Collected data entries
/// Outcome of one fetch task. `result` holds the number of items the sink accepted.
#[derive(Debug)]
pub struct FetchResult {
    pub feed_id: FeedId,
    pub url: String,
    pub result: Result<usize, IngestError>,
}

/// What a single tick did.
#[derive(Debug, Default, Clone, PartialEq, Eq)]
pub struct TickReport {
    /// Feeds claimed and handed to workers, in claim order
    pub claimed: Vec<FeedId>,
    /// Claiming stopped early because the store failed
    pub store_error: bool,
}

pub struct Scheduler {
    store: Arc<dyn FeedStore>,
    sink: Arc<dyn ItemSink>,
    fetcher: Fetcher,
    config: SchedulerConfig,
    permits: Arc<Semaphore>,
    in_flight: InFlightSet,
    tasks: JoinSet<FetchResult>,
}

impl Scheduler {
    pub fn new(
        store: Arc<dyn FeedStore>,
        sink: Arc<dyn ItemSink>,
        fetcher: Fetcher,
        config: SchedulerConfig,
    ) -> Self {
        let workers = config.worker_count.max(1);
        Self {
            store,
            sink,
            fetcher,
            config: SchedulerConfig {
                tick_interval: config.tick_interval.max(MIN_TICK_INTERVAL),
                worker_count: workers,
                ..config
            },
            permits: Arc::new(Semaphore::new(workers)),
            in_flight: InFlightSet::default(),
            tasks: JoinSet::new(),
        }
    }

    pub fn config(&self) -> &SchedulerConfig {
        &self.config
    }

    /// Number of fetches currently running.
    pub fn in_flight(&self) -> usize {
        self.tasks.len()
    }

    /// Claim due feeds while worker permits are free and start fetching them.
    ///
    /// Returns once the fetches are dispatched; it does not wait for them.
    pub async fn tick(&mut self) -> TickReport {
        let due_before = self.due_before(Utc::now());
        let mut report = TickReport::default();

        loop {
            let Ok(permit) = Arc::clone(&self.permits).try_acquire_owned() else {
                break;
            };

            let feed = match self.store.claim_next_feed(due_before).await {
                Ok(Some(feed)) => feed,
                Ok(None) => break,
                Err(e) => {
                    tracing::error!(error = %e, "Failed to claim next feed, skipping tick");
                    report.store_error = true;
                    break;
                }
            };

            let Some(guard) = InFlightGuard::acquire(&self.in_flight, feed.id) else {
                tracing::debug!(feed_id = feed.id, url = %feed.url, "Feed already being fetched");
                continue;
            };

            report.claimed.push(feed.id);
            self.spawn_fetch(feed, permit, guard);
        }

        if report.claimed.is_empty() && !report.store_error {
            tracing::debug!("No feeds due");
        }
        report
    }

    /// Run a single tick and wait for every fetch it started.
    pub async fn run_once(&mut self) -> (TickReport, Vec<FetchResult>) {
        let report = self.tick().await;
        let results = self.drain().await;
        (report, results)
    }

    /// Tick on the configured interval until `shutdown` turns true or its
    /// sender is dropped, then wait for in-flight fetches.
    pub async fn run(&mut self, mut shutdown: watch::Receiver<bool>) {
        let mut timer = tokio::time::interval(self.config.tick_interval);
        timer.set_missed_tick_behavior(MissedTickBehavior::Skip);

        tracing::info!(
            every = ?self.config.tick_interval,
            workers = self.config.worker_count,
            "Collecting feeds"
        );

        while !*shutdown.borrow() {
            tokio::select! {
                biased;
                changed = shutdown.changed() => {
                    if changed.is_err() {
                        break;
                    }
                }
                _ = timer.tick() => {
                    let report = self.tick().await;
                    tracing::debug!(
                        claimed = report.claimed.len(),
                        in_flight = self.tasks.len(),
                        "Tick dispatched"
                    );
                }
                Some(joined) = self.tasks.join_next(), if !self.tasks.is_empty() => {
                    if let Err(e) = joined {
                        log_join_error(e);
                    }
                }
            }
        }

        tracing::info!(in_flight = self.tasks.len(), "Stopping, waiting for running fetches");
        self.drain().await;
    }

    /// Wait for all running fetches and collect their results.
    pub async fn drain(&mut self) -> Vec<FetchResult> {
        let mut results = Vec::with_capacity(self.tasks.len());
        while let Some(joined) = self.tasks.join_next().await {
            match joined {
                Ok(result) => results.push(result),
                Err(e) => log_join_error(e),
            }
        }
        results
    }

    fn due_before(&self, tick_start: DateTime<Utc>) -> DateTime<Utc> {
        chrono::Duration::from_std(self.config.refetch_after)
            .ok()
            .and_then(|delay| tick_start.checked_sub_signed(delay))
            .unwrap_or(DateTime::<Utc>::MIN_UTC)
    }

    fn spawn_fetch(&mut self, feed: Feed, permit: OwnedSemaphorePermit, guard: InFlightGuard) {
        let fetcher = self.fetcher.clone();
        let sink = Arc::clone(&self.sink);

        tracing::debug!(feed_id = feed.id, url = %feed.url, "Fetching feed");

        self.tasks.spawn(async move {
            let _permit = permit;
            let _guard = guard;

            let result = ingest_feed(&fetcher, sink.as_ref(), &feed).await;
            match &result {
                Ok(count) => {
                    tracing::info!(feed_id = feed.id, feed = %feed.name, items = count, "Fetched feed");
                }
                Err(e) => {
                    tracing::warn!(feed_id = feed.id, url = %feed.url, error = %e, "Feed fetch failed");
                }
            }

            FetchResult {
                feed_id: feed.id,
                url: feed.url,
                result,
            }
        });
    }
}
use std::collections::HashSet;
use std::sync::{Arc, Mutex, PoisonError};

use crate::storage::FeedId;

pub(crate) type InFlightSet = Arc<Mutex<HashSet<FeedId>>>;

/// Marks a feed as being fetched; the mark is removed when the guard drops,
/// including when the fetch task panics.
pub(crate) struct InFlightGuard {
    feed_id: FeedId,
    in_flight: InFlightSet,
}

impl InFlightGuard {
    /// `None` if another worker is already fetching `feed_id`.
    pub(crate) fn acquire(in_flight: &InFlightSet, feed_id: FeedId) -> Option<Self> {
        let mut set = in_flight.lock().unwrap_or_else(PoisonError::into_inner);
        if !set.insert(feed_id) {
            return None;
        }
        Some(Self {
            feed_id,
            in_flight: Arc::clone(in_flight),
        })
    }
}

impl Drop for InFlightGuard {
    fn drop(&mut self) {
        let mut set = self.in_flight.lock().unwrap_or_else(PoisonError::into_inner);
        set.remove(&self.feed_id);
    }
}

*Description of the task*
Which of the lines in the data hold the string "FetchResult"? Report each of them by copying it.

*Answer to this problem*
pub struct FetchResult {
    tasks: JoinSet<FetchResult>,
    pub async fn run_once(&mut self) -> (TickReport, Vec<FetchResult>) {
    pub async fn drain(&mut self) -> Vec<FetchResult> {
            FetchResult {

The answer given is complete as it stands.